A rapariga limpou-me e pagou a conta. Saímos para a rua fria e toldada pelas nuvens, que ameaçavam neve.

— Que frio! — exclamou a rapariga. Depois, abriu o casaco e tapou-me um pouco.

Alguns minutos mais tarde, estávamos na entrada do meu prédio. Não havia muitas pessoas na rua e eu não sabia o que fazer. A polícia levara os meus pais e possivelmente também as minhas irmãs.

— Adeus. Foi um prazer conhecer-te, mas ainda não me disseste o teu nome.

— O meu nome é Marco Alcalde, ao seu serviço — respondi, como a minha mãe me ensinara.

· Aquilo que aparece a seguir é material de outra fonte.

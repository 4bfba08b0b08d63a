//! Toolbar presentation: zoom controls, reset, and the fullscreen toggle.
//!
//! The presenter holds no state. [`ToolbarView::present`] derives everything
//! from the active transform and presentation mode; clicks come back as
//! [`ToolbarCommand`]s for the viewer to apply.

#[cfg(test)]
#[path = "toolbar_test.rs"]
mod toolbar_test;

use std::fmt;

use crate::fullscreen::PresentationMode;
use crate::transform::{ViewTransform, zoom_percent};

/// An action a toolbar affordance triggers.
#[derive(Debug, Clone, Copy, PartialEq, Eq)]
pub enum ToolbarCommand {
    ZoomOut,
    ZoomIn,
    Reset,
    EnterFullscreen,
    ExitFullscreen,
}

impl ToolbarCommand {
    /// Tooltip title for the affordance.
    #[must_use]
    pub fn title(self) -> &'static str {
        match self {
            Self::ZoomOut => "Zoom Out",
            Self::ZoomIn => "Zoom In",
            Self::Reset => "Reset View",
            Self::EnterFullscreen => "Full Screen",
            Self::ExitFullscreen => "Exit Full Screen",
        }
    }
}

/// Where the toolbar sits on its surface.
#[derive(Debug, Clone, Copy, PartialEq, Eq)]
pub enum Placement {
    /// Bottom-right corner, semi-opaque until hovered.
    BottomRight,
    /// Bottom center, fully opaque.
    BottomCenter,
}

/// Everything a host needs to draw the toolbar.
#[derive(Debug, Clone, PartialEq, Eq)]
pub struct ToolbarView {
    /// Buttons in display order; the zoom label sits after the first.
    pub buttons: Vec<ToolbarCommand>,
    /// Current zoom, e.g. `"120%"`.
    pub zoom_label: String,
    pub placement: Placement,
    /// Separate close affordance shown in the fullscreen corner.
    pub close: Option<ToolbarCommand>,
}

impl ToolbarView {
    #[must_use]
    pub fn present(transform: &ViewTransform, mode: PresentationMode, fullscreen_enabled: bool) -> Self {
        let mut buttons = vec![ToolbarCommand::ZoomOut, ToolbarCommand::ZoomIn, ToolbarCommand::Reset];
        let (placement, close) = match mode {
            PresentationMode::Inline => {
                if fullscreen_enabled {
                    buttons.push(ToolbarCommand::EnterFullscreen);
                }
                (Placement::BottomRight, None)
            }
            PresentationMode::Fullscreen => {
                buttons.push(ToolbarCommand::ExitFullscreen);
                (Placement::BottomCenter, Some(ToolbarCommand::ExitFullscreen))
            }
        };
        Self { buttons, zoom_label: format!("{}%", zoom_percent(transform.scale)), placement, close }
    }

    #[must_use]
    pub fn has(&self, command: ToolbarCommand) -> bool {
        self.buttons.contains(&command)
    }
}

impl fmt::Display for ToolbarView {
    fn fmt(&self, f: &mut fmt::Formatter<'_>) -> fmt::Result {
        for (i, command) in self.buttons.iter().enumerate() {
            if i > 0 {
                f.write_str(" ")?;
            }
            write!(f, "[{}]", command.title())?;
            if i == 0 {
                write!(f, " {}", self.zoom_label)?;
            }
        }
        Ok(())
    }
}
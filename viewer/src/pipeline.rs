//! Render pipeline: diagram text in, published render state out.
//!
//! DESIGN
//! ======
//! State is published on a `tokio::sync::watch` channel so any number of
//! dependents can observe transitions. Every submit bumps a revision and
//! replaces the published source wholesale; each spawned render carries the
//! revision it was issued for and only writes its result back while that
//! revision is still current.
//!
//! TRADE-OFFS
//! ==========
//! Superseded renders are not aborted. Their results are dropped on arrival,
//! which keeps engines free of cancellation concerns at the cost of letting
//! abandoned work run to completion.

#[cfg(test)]
#[path = "pipeline_test.rs"]
mod pipeline_test;

use std::sync::Arc;
use std::time::Duration;

use tokio::sync::watch;
use tokio::task::JoinHandle;

use crate::config::ViewerConfig;
use crate::engine::{DiagramEngine, EngineConfig, EngineError};
use crate::error::RenderError;
use crate::sink::TrustedMarkup;

/// Diagram text plus the identity it is rendered under.
#[derive(Debug, Clone, PartialEq, Eq)]
pub struct DiagramSource {
    /// Viewer instance id; namespaces the engine's caches.
    pub id: Arc<str>,
    pub text: Arc<str>,
    /// Monotonic per pipeline; `0` means nothing has been submitted.
    pub revision: u64,
}

/// Outcome of the render attempt for the current source.
#[derive(Debug, Clone, PartialEq, Eq)]
pub enum RenderResult {
    Pending,
    Ready(TrustedMarkup),
    Failed(RenderError),
}

impl RenderResult {
    #[must_use]
    pub fn is_pending(&self) -> bool {
        matches!(self, Self::Pending)
    }

    #[must_use]
    pub fn markup(&self) -> Option<&TrustedMarkup> {
        match self {
            Self::Ready(markup) => Some(markup),
            Self::Pending | Self::Failed(_) => None,
        }
    }

    #[must_use]
    pub fn error(&self) -> Option<&RenderError> {
        match self {
            Self::Failed(err) => Some(err),
            Self::Pending | Self::Ready(_) => None,
        }
    }
}

/// What the pipeline publishes: the current source and its result.
#[derive(Debug, Clone, PartialEq, Eq)]
pub struct RenderState {
    pub source: DiagramSource,
    pub result: RenderResult,
}

/// Handle to one submitted render.
#[derive(Debug)]
pub struct RenderTicket {
    revision: u64,
    task: Option<JoinHandle<()>>,
}

impl RenderTicket {
    #[must_use]
    pub fn revision(&self) -> u64 {
        self.revision
    }

    /// Wait until this render has resolved, whether or not its result was kept.
    pub async fn settled(self) {
        if let Some(task) = self.task {
            if let Err(error) = task.await {
                tracing::warn!(revision = self.revision, %error, "render task did not complete");
            }
        }
    }
}

/// Drives one viewer's render lifecycle against an injected engine.
pub struct RenderPipeline {
    id: Arc<str>,
    engine: Option<Arc<dyn DiagramEngine>>,
    engine_config: EngineConfig,
    timeout: Option<Duration>,
    initialized: bool,
    revision: u64,
    state: Arc<watch::Sender<RenderState>>,
}

impl RenderPipeline {
    #[must_use]
    pub fn new(
        id: impl Into<Arc<str>>,
        engine: Option<Arc<dyn DiagramEngine>>,
        engine_config: EngineConfig,
        timeout: Option<Duration>,
    ) -> Self {
        let id = id.into();
        let initial = RenderState {
            source: DiagramSource { id: Arc::clone(&id), text: Arc::from(""), revision: 0 },
            result: RenderResult::Pending,
        };
        let (state, _) = watch::channel(initial);
        Self { id, engine, engine_config, timeout, initialized: false, revision: 0, state: Arc::new(state) }
    }

    #[must_use]
    pub fn from_config(id: impl Into<Arc<str>>, engine: Option<Arc<dyn DiagramEngine>>, config: &ViewerConfig) -> Self {
        Self::new(id, engine, config.engine.clone(), config.render_timeout)
    }

    /// Begin rendering `text`, superseding any render in flight.
    ///
    /// An unavailable engine fails the source immediately and spawns nothing.
    /// Otherwise the render runs on a spawned task, so this must be called
    /// from within a Tokio runtime.
    pub fn submit(&mut self, text: impl Into<String>) -> RenderTicket {
        self.revision += 1;
        let revision = self.revision;
        let source = DiagramSource { id: Arc::clone(&self.id), text: Arc::from(text.into()), revision };

        let Some(engine) = self.engine.as_ref().filter(|e| e.is_available()).map(Arc::clone) else {
            tracing::warn!(id = %self.id, revision, "diagram engine not available");
            self.replace(source, RenderResult::Failed(RenderError::EngineUnavailable));
            return RenderTicket { revision, task: None };
        };

        self.ensure_initialized(engine.as_ref());
        self.replace(source.clone(), RenderResult::Pending);
        tracing::debug!(id = %self.id, revision, "diagram render submitted");

        let task = tokio::spawn(render_and_publish(engine, source, self.timeout, Arc::clone(&self.state)));
        RenderTicket { revision, task: Some(task) }
    }

    /// Snapshot of the published state.
    #[must_use]
    pub fn state(&self) -> RenderState {
        self.state.borrow().clone()
    }

    /// Observe state transitions.
    #[must_use]
    pub fn subscribe(&self) -> watch::Receiver<RenderState> {
        self.state.subscribe()
    }

    #[must_use]
    pub fn id(&self) -> &str {
        &self.id
    }

    /// Revision of the most recently submitted source.
    #[must_use]
    pub fn revision(&self) -> u64 {
        self.revision
    }

    fn replace(&self, source: DiagramSource, result: RenderResult) {
        self.state.send_modify(|state| *state = RenderState { source, result });
    }

    fn ensure_initialized(&mut self, engine: &dyn DiagramEngine) {
        if self.initialized {
            return;
        }
        self.initialized = true;
        if let Err(error) = engine.initialize(&self.engine_config) {
            tracing::debug!(id = %self.id, %error, "engine initialization rejected; continuing");
        }
    }
}

async fn render_and_publish(
    engine: Arc<dyn DiagramEngine>,
    source: DiagramSource,
    timeout: Option<Duration>,
    state: Arc<watch::Sender<RenderState>>,
) {
    let render = engine.render(&source.id, &source.text);
    let result = match timeout {
        Some(limit) => match tokio::time::timeout(limit, render).await {
            Ok(outcome) => settle(outcome, &source),
            Err(_elapsed) => {
                tracing::warn!(id = %source.id, revision = source.revision, secs = limit.as_secs(), "diagram render timed out");
                RenderResult::Failed(RenderError::Timeout { secs: limit.as_secs() })
            }
        },
        None => settle(render.await, &source),
    };
    publish(&state, source.revision, result);
}

fn settle(outcome: Result<TrustedMarkup, EngineError>, source: &DiagramSource) -> RenderResult {
    match outcome {
        Ok(markup) => {
            tracing::debug!(id = %source.id, revision = source.revision, bytes = markup.as_str().len(), "diagram rendered");
            RenderResult::Ready(markup)
        }
        Err(error) => {
            tracing::error!(id = %source.id, revision = source.revision, %error, "diagram render error");
            RenderResult::Failed(error.into())
        }
    }
}

/// Write `result` back only if `revision` is still the current, pending source.
fn publish(state: &watch::Sender<RenderState>, revision: u64, result: RenderResult) -> bool {
    state.send_if_modified(|current| {
        if current.source.revision != revision || !current.result.is_pending() {
            tracing::debug!(revision, current = current.source.revision, "discarding stale render result");
            return false;
        }
        current.result = result;
        true
    })
}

A rapariga estendeu a mão e apertou a minha, fria e frágil.

— Espero que corra tudo bem. Vou oferecer-te uma frase. Memorizo uma por dia, para aprender a viver. As pessoas pensam que a existência não é uma improvisação, mas, na verdade, é um ensaio. A frase é do filósofo Ortega y Gasset: «A lealdade é o caminho mais curto entre dois corações.»

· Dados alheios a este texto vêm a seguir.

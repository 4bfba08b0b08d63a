//! Render error taxonomy.

use crate::consts::{ENGINE_UNAVAILABLE_MESSAGE, FALLBACK_RENDER_MESSAGE};
use crate::engine::EngineError;

/// Why a render attempt failed. Every variant is terminal for its source.
#[derive(Debug, Clone, PartialEq, Eq, thiserror::Error)]
pub enum RenderError {
    /// No rendering engine is loaded. Permanent.
    #[error("{}", ENGINE_UNAVAILABLE_MESSAGE)]
    EngineUnavailable,

    /// The engine rejected the text with a diagnostic.
    #[error("{message}")]
    Syntax { message: String },

    /// Any other rejection.
    #[error("{}", FALLBACK_RENDER_MESSAGE)]
    Unknown,

    /// The engine did not answer within the configured bound.
    #[error("diagram render timed out after {secs} s")]
    Timeout { secs: u64 },
}

impl RenderError {
    /// Stable machine-readable code.
    #[must_use]
    pub fn error_code(&self) -> &'static str {
        match self {
            Self::EngineUnavailable => "E_ENGINE_UNAVAILABLE",
            Self::Syntax { .. } => "E_RENDER_SYNTAX",
            Self::Unknown => "E_RENDER_UNKNOWN",
            Self::Timeout { .. } => "E_RENDER_TIMEOUT",
        }
    }

    /// Render failures are never retried internally; recovery is new text.
    #[must_use]
    pub fn retryable(&self) -> bool {
        false
    }
}

impl From<EngineError> for RenderError {
    fn from(err: EngineError) -> Self {
        match err {
            EngineError::Unavailable => Self::EngineUnavailable,
            EngineError::Rejected { diagnostic } if !diagnostic.trim().is_empty() => {
                Self::Syntax { message: diagnostic.trim().to_owned() }
            }
            EngineError::Rejected { .. } | EngineError::Init(_) | EngineError::Other(_) => Self::Unknown,
        }
    }
}

#[cfg(test)]
#[path = "error_test.rs"]
mod tests;
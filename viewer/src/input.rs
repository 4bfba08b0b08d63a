//! Input model: modifier keys, keys, wheel deltas, and the drag state machine.
//!
//! `Modifiers` and `WheelDelta` capture the raw event context the host passes
//! in. `DragState` is the gesture tracked between pointer-down and pointer-up;
//! it carries the anchor offset needed to reproduce smooth dragging on every
//! subsequent pointer move.

#[cfg(test)]
#[path = "input_test.rs"]
mod input_test;

use crate::transform::{Point, ViewTransform};

/// Keyboard modifier keys held during an event.
#[allow(clippy::struct_excessive_bools)]
#[derive(Debug, Clone, Copy, Default)]
pub struct Modifiers {
    /// Shift key is held.
    pub shift: bool,
    /// Ctrl key is held.
    pub ctrl: bool,
    /// Alt / Option key is held.
    pub alt: bool,
    /// Meta / Command key is held.
    pub meta: bool,
}

impl Modifiers {
    /// Whether the explicit zoom modifier is held.
    ///
    /// Ctrl is the zoom modifier; trackpad pinch gestures also arrive with
    /// Ctrl set. Plain scrolling is left to the page.
    #[must_use]
    pub fn zoom(self) -> bool {
        self.ctrl
    }
}

/// A keyboard key.
///
/// The inner string holds the key name as reported by the browser (e.g. `"Escape"`).
#[derive(Debug, Clone, PartialEq, Eq)]
pub struct Key(pub String);

impl Key {
    #[must_use]
    pub fn new(name: impl Into<String>) -> Self {
        Self(name.into())
    }
}

/// Wheel / trackpad scroll delta.
#[derive(Debug, Clone, Copy, Default)]
pub struct WheelDelta {
    /// Horizontal scroll amount in pixels.
    pub dx: f64,
    /// Vertical scroll amount in pixels (positive = down).
    pub dy: f64,
}

/// Drag gesture state.
#[derive(Debug, Clone, Copy, PartialEq, Default)]
pub enum DragState {
    /// No drag in progress; pointer moves are ignored.
    #[default]
    Idle,
    /// The user is panning the graphic.
    Dragging {
        /// Pointer position minus translation at drag start.
        anchor_offset: Point,
    },
}

impl DragState {
    /// Start a drag at `pointer` against the current transform.
    #[must_use]
    pub fn begin(pointer: Point, transform: &ViewTransform) -> Self {
        Self::Dragging {
            anchor_offset: Point::new(pointer.x - transform.translate_x, pointer.y - transform.translate_y),
        }
    }

    /// Translation that places the graphic under `pointer`, or `None` when idle.
    #[must_use]
    pub fn translation_at(&self, pointer: Point) -> Option<Point> {
        match self {
            Self::Idle => None,
            Self::Dragging { anchor_offset } => {
                Some(Point::new(pointer.x - anchor_offset.x, pointer.y - anchor_offset.y))
            }
        }
    }

    #[must_use]
    pub fn is_active(&self) -> bool {
        matches!(self, Self::Dragging { .. })
    }
}
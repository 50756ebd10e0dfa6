// Stale-while-revalidate fetch coordination.
// Serves cached data while fresh, refetches when stale, persists successes,
// and revalidates periodically on a timer.

pub mod coordinator;
pub mod error;
pub mod options;
pub mod state;
pub mod store;

pub use coordinator::Swr;
pub use error::{Result, SwrError};
pub use options::{SwrOptions, SwrOptionsPatch};
pub use state::FetchState;
pub use store::{CacheEntry, CacheStore, FileStore, MemoryStore};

Ana virou-se e dirigiu-se novamente para a rua Mayor. Fiquei a observar como se afastava. Conseguira mitigar a minha tristeza e fazer com que me esquecesse do que acontecera naquela manhã, mas, enquanto andava pelas escadas às escuras, a minha mente voltou a recrear tudo o que acontecera. Ao chegar ao patamar da porta, estava a tremer, mas mais por medo do que por causa do frio que se apoderara dos meus ossos. Bati à porta com pouca esperança. Depois, fi-lo com desespero. Aquela casa era o meu refúgio, o que me separava do mundo feroz e selvagem que havia lá fora. No fim, ouvi uns passos que se aproximavam, alguém espreitou, mas o patamar estava em absoluta penumbra.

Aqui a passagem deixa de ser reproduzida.